What's not so obvious? Well behind the scenes, when a lender decides to freeze or close your HELOC one of two things can happen. First, if you have no outstanding balance, the creditor will likely report to the credit bureaus (Equifax, Experian, and TransUnion) that the loan was closed by the credit grantor. Although this was closed due to no adverse action on your behalf, this is not a desirable notation on your credit report. If you have an outstanding balance, the creditor will likely reduce your credit limit to match your outstanding balance, which looks as if you have maxed out your credit line. Having a maxed out credit limit is also undesirable.

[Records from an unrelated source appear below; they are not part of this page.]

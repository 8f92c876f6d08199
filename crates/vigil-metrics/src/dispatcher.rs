use chrono::{DateTime, Utc};
use std::collections::{HashMap, VecDeque};
use std::sync::Arc;
use std::time::Duration;
use tokio::sync::Mutex;
use tracing::{debug, info};
use vigil_notify::{NotifyMessage, NotifyQueue};
use vigil_types::{Alert, AlertRequest, AlertType};

use crate::clock::{Clock, SystemClock};

#[derive(Debug, Clone, Copy, PartialEq, Eq)]
pub struct DispatcherConfig {
    /// 同类型告警的最小间隔
    pub cooldown: Duration,
    pub history_size: usize,
}

impl Default for DispatcherConfig {
    fn default() -> Self {
        Self {
            cooldown: Duration::from_secs(300),
            history_size: 100,
        }
    }
}

struct DispatcherState {
    history: VecDeque<Alert>,
    last_accepted: HashMap<AlertType, DateTime<Utc>>,
}

/// 告警分发器
///
/// 冷却判断、冷却记录与历史写入在同一把锁内完成，
/// 并发的同类型 `raise` 最多只有一个被接受。
pub struct AlertDispatcher {
    state: Mutex<DispatcherState>,
    cooldown: chrono::Duration,
    history_size: usize,
    clock: Arc<dyn Clock>,
    notify: NotifyQueue,
}

impl AlertDispatcher {
    pub fn new(config: DispatcherConfig, notify: NotifyQueue) -> Self {
        let history_size = config.history_size.max(1);
        Self {
            state: Mutex::new(DispatcherState {
                history: VecDeque::with_capacity(history_size),
                last_accepted: HashMap::new(),
            }),
            cooldown: chrono::Duration::from_std(config.cooldown).unwrap_or(chrono::Duration::MAX),
            history_size,
            clock: Arc::new(SystemClock),
            notify,
        }
    }

    pub fn with_clock(mut self, clock: Arc<dyn Clock>) -> Self {
        self.clock = clock;
        self
    }

    /// 冷却期内返回 `None`
    pub async fn raise(&self, request: AlertRequest) -> Option<Alert> {
        let alert = {
            let mut state = self.state.lock().await;
            let now = self.clock.now();

            if let Some(last) = state.last_accepted.get(&request.alert_type) {
                if now.signed_duration_since(*last) < self.cooldown {
                    debug!("Alert suppressed (cooldown): {}", request.alert_type);
                    return None;
                }
            }

            let alert = Alert::from_request(request, now);
            state.history.push_front(alert.clone());
            state.history.truncate(self.history_size);
            state.last_accepted.insert(alert.alert_type, now);
            alert
        };

        info!(
            "Alert raised: [{}] {} - {}",
            alert.severity, alert.alert_type, alert.message
        );
        self.notify.enqueue(NotifyMessage::from(&alert));

        Some(alert)
    }

    /// 确认告警，不影响历史顺序与冷却
    pub async fn acknowledge(&self, alert_id: &str) -> bool {
        let mut state = self.state.lock().await;

        match state.history.iter_mut().find(|a| a.id == alert_id) {
            Some(alert) => {
                if !alert.acknowledged {
                    alert.acknowledged = true;
                    info!("Alert acknowledged: {} ({})", alert.id, alert.alert_type);
                }
                true
            }
            None => {
                debug!("Acknowledge requested for unknown alert: {}", alert_id);
                false
            }
        }
    }

    /// 最新的在前
    pub async fn recent_alerts(&self, limit: usize) -> Vec<Alert> {
        let state = self.state.lock().await;
        state.history.iter().take(limit).cloned().collect()
    }

    pub async fn all_alerts(&self) -> Vec<Alert> {
        let state = self.state.lock().await;
        state.history.iter().cloned().collect()
    }

    pub fn history_size(&self) -> usize {
        self.history_size
    }

    /// 分发器所用时钟的当前时间
    pub fn now(&self) -> DateTime<Utc> {
        self.clock.now()
    }
}

#[cfg(test)]
mod tests {
    use super::*;
    use crate::clock::ManualClock;
    use vigil_notify::{notify_channel, NotifyManager};
    use vigil_types::AlertSeverity;

    fn dispatcher(cooldown_secs: u64, history_size: usize) -> (AlertDispatcher, Arc<ManualClock>) {
        let clock = Arc::new(ManualClock::default());
        let dispatcher = AlertDispatcher::new(
            DispatcherConfig {
                cooldown: Duration::from_secs(cooldown_secs),
                history_size,
            },
            NotifyQueue::detached(),
        )
        .with_clock(clock.clone());
        (dispatcher, clock)
    }

    fn request(alert_type: AlertType) -> AlertRequest {
        AlertRequest::new(alert_type, AlertSeverity::Warning, format!("{} fired", alert_type))
    }

    #[tokio::test]
    async fn test_cooldown_suppresses_same_type() {
        let (dispatcher, clock) = dispatcher(300, 100);

        assert!(dispatcher.raise(request(AlertType::CpuHigh)).await.is_some());
        clock.advance(Duration::from_secs(299));
        assert!(dispatcher.raise(request(AlertType::CpuHigh)).await.is_none());

        assert_eq!(dispatcher.all_alerts().await.len(), 1);
    }

    #[tokio::test]
    async fn test_cooldown_expires() {
        let (dispatcher, clock) = dispatcher(300, 100);

        assert!(dispatcher.raise(request(AlertType::CpuHigh)).await.is_some());
        clock.advance(Duration::from_secs(301));
        assert!(dispatcher.raise(request(AlertType::CpuHigh)).await.is_some());

        assert_eq!(dispatcher.all_alerts().await.len(), 2);
    }

    #[tokio::test]
    async fn test_oversized_cooldown_still_suppresses() {
        let clock = Arc::new(ManualClock::default());
        let dispatcher = AlertDispatcher::new(
            DispatcherConfig {
                cooldown: Duration::from_secs(u64::MAX),
                history_size: 10,
            },
            NotifyQueue::detached(),
        )
        .with_clock(clock.clone());

        assert!(dispatcher.raise(request(AlertType::CpuHigh)).await.is_some());
        clock.advance(Duration::from_secs(365 * 24 * 60 * 60));
        assert!(dispatcher.raise(request(AlertType::CpuHigh)).await.is_none());
        assert_eq!(dispatcher.all_alerts().await.len(), 1);
    }

    #[tokio::test]
    async fn test_cooldown_is_per_type() {
        let (dispatcher, _clock) = dispatcher(300, 100);

        assert!(dispatcher.raise(request(AlertType::CpuHigh)).await.is_some());
        assert!(dispatcher.raise(request(AlertType::RamHigh)).await.is_some());

        // 不同容器共享同一类型的冷却
        let db = AlertRequest::new(AlertType::ContainerDown, AlertSeverity::Critical, "db")
            .with_detail("container", "db");
        let api = AlertRequest::new(AlertType::ContainerDown, AlertSeverity::Critical, "api")
            .with_detail("container", "api");
        assert!(dispatcher.raise(db).await.is_some());
        assert!(dispatcher.raise(api).await.is_none());

        assert_eq!(dispatcher.all_alerts().await.len(), 3);
    }

    #[tokio::test]
    async fn test_suppressed_raise_does_not_extend_cooldown() {
        let (dispatcher, clock) = dispatcher(300, 100);

        dispatcher.raise(request(AlertType::DiskHigh)).await;
        clock.advance(Duration::from_secs(200));
        assert!(dispatcher.raise(request(AlertType::DiskHigh)).await.is_none());
        clock.advance(Duration::from_secs(101));
        assert!(dispatcher.raise(request(AlertType::DiskHigh)).await.is_some());
    }

    #[tokio::test]
    async fn test_history_is_bounded_newest_first() {
        let (dispatcher, clock) = dispatcher(1, 3);

        let mut ids = Vec::new();
        for _ in 0..5 {
            ids.push(dispatcher.raise(request(AlertType::CpuHigh)).await.unwrap().id);
            clock.advance(Duration::from_secs(2));
        }

        let alerts = dispatcher.all_alerts().await;
        let stored: Vec<String> = alerts.iter().map(|a| a.id.clone()).collect();
        assert_eq!(stored, vec![ids[4].clone(), ids[3].clone(), ids[2].clone()]);

        let recent = dispatcher.recent_alerts(2).await;
        assert_eq!(recent.len(), 2);
        assert_eq!(recent[0].id, ids[4]);
    }

    #[tokio::test]
    async fn test_acknowledge() {
        let (dispatcher, _clock) = dispatcher(300, 100);
        let first = dispatcher.raise(request(AlertType::CpuHigh)).await.unwrap();
        let second = dispatcher.raise(request(AlertType::RamHigh)).await.unwrap();

        assert!(dispatcher.acknowledge(&first.id).await);
        assert!(dispatcher.acknowledge(&first.id).await);

        let alerts = dispatcher.all_alerts().await;
        assert_eq!(alerts[0].id, second.id);
        assert_eq!(alerts[1].id, first.id);
        assert!(alerts[1].acknowledged);
        assert!(!alerts[0].acknowledged);

        // 确认不影响冷却
        assert!(dispatcher.raise(request(AlertType::CpuHigh)).await.is_none());
    }

    #[tokio::test]
    async fn test_acknowledge_unknown_id() {
        let (dispatcher, _clock) = dispatcher(300, 100);
        dispatcher.raise(request(AlertType::CpuHigh)).await;
        dispatcher.raise(request(AlertType::RamHigh)).await;
        let before = dispatcher.all_alerts().await;

        assert!(!dispatcher.acknowledge("does-not-exist").await);
        assert_eq!(dispatcher.all_alerts().await, before);
    }

    #[tokio::test(flavor = "multi_thread", worker_threads = 4)]
    async fn test_concurrent_raise_accepts_once() {
        let (dispatcher, _clock) = dispatcher(300, 100);
        let dispatcher = Arc::new(dispatcher);

        let handles: Vec<_> = (0..32)
            .map(|_| {
                let dispatcher = dispatcher.clone();
                tokio::spawn(async move { dispatcher.raise(request(AlertType::RunnerOffline)).await })
            })
            .collect();

        let mut accepted = 0;
        for handle in handles {
            if handle.await.unwrap().is_some() {
                accepted += 1;
            }
        }

        assert_eq!(accepted, 1);
        assert_eq!(dispatcher.all_alerts().await.len(), 1);
    }

    #[tokio::test]
    async fn test_accepted_alert_is_enqueued() {
        let (queue, worker) = notify_channel(1, Arc::new(NotifyManager::new()));
        let dispatcher = AlertDispatcher::new(DispatcherConfig::default(), queue);

        assert!(dispatcher.raise(request(AlertType::CpuHigh)).await.is_some());
        // 队列已满也不影响记录
        assert!(dispatcher.raise(request(AlertType::RamHigh)).await.is_some());
        assert_eq!(dispatcher.all_alerts().await.len(), 2);
        drop(worker);
    }
}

Having accounts that were closed by the credit grantor as well as having credit limits that are maxed out both impact your credit score. So, not only are you unable to use your credit line for future uses, your credit is also being tarnished by the lender's decision to exit the market.

What's next? Well, you have options. Not all lenders are exiting the market; in fact many lenders are still actively seeking this business. It would be wise to find a lender who is interested in your business. Refinancing your credit line will allow you to not only have the line of credit for future purposes but will also lessen the negative impacts of your lender's decision.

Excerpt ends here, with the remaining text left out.